Sometimes a distinction is made between organizations that develop individual services and organizations that develop applications built out of a collection of available services. This is similar to software product-line development organizations, where a distinction is made between the component development organization and the application development organization. The latter develops the overall architecture and builds products using components developed by the component organization.

There are 3 main steps to the Service Oriented Software Engineering process, ad indicated in the table below:

SOSE Phase	Detailed Steps
Analysis	Determine Scope Gap Analysis
Architecture	Decompose Process Compose Specific Service Oriented Architecture (SOA)
Design	Design Services and Their Interfaces Design Business Process
Figure SOSE-1: Main Phases of Service Oriented Software Engineering

A service, whether it is simple or a large composite, models a business process. The first step in the analysis phase scopes the service: which business process will be handled by the service, what is the start and end. Who are the participants, what is the input and output of the process. The first step determines the boundaries for the steps to follow.

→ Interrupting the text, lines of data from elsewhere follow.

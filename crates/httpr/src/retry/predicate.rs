//! Retry predicates
//!
//! A predicate inspects the outcome of one attempt and decides whether the
//! request should be tried again. Predicates take `&self` and keep no state
//! between calls, so one value can be shared by every request an executor
//! handles.

use reqwest::StatusCode;

use crate::transport::Outcome;

/// Status codes retried by [`StandardRetry`]
pub const STANDARD_RETRY_STATUSES: [u16; 6] = [408, 429, 500, 502, 503, 504];

/// Decides whether an attempt outcome warrants another attempt
///
/// Closures of the form `Fn(&Outcome) -> bool` implement this trait, so a
/// one-off predicate does not need its own type.
///
/// # Example
///
/// ```rust
/// use httpr::retry::ShouldRetry;
/// use httpr::transport::Outcome;
///
/// // Retry only when no response came back at all
/// let transport_only = |outcome: &Outcome| outcome.is_err();
/// assert!(transport_only.should_retry(&Err(httpr::TransportError::connect("refused"))));
/// ```
pub trait ShouldRetry: Send + Sync {
    /// Return true if the request should be attempted again
    fn should_retry(&self, outcome: &Outcome) -> bool;
}

impl<F> ShouldRetry for F
where
    F: Fn(&Outcome) -> bool + Send + Sync,
{
    fn should_retry(&self, outcome: &Outcome) -> bool {
        self(outcome)
    }
}

/// The standard retry decision
///
/// Transport errors are always retried. Responses are retried when their
/// status is 408, 429, 500, 502, 503 or 504.
pub fn standard_should_retry(outcome: &Outcome) -> bool {
    match outcome {
        Err(_) => true,
        Ok(response) => is_standard_retry_status(response.status()),
    }
}

fn is_standard_retry_status(status: StatusCode) -> bool {
    STANDARD_RETRY_STATUSES.contains(&status.as_u16())
}

/// Predicate implementing [`standard_should_retry`]
#[derive(Debug, Clone, Copy, Default)]
pub struct StandardRetry;

impl ShouldRetry for StandardRetry {
    fn should_retry(&self, outcome: &Outcome) -> bool {
        standard_should_retry(outcome)
    }
}

/// A predicate that never retries
#[derive(Debug, Clone, Copy, Default)]
pub struct NeverRetry;

impl ShouldRetry for NeverRetry {
    fn should_retry(&self, _outcome: &Outcome) -> bool {
        false
    }
}

/// Retries transport errors and a configured set of status codes
#[derive(Debug, Clone)]
pub struct StatusRetry {
    retryable_codes: Vec<u16>,
}

impl StatusRetry {
    /// Create a predicate retrying the given status codes
    pub fn new(codes: impl Into<Vec<u16>>) -> Self {
        Self {
            retryable_codes: codes.into(),
        }
    }

    /// Create a predicate with the standard status codes
    pub fn default_http() -> Self {
        Self::new(STANDARD_RETRY_STATUSES)
    }

    /// Check if a status code is retryable
    pub fn is_retryable_code(&self, code: u16) -> bool {
        self.retryable_codes.contains(&code)
    }

    /// Get the retryable status codes
    pub fn codes(&self) -> &[u16] {
        &self.retryable_codes
    }
}

impl ShouldRetry for StatusRetry {
    fn should_retry(&self, outcome: &Outcome) -> bool {
        match outcome {
            Err(_) => true,
            Ok(response) => self.is_retryable_code(response.status().as_u16()),
        }
    }
}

Especially for larger business processes, there are applications that will automate part of the process. These can be legacy applications from within the organization, or components and services that may be acquired elsewhere. The gap analysis step determines which existing elements can be reused in the realization of this service.

The Architecture phase starts with a decomposition of the process into its constituent process steps and their interactions. Workflow modeling notations and languages can be used for this purpose. Usage scenarios are devised and used to manually test the process flow developed and identify any missing steps. These usage scenarios then help to decide which services can be grouped into a composite service.

The next step is to Compose a specific Service Oriented Architecture. The service layers are determined, the Web services standards to be used are determined, as well as rules for how the Web Services are to be applied.

The last SOSE phase is the Design phase. The design phase is subdivided into two activities. The first activity is to Design Services and Their Interfaces. In terms of the Service Oriented Architectural style, this concerns the detailed design of the service layers and the coordination layer.

Summary

Services have a long history in the area of telephone service. Many of the achievements made in telephony are currently being rediscovered and translated into the world of Software Engineering.

The most important characteristic that distinguishes services from classical software components is that services are discovered dynamically. Based on a description of what the service is supposed to accomplish, the most applicable service is selected and chosen at the time of the request. This description contains both functional and quality information. Service providers publish their service descriptions in a registry, after which service requestors can search the registry for candidate services.

Most efforts at developing service orientation has been the mechanical assembly of service components: how to configure the service, and how to connect the different services together to form the composite service. The semantic level of service development has only begun to be exploited. Efforts are currently underway to describe a Semantic Web which will consist of a Web that carries semantic information in addition to current Web Services. XML is the basis for the first generation web. The Ontology Web Language is the basis for the second, semantics oriented Web Services.

The widely used service-oriented architecture consists of a number of business and infrastructure services that communicate with a message engine, service bus and a coordination layer. The coordination layer handles the workflow and the interaction between the services.

The full realization of services will require Software Engineering techniques in the field of Service Oriented Software Engineering. The main phases of devloping services are the same phases used for developing components. Though there are unique elements that need to be considered during the analysis and design phases. There are still many open issues when it comes to the Engineering of Services.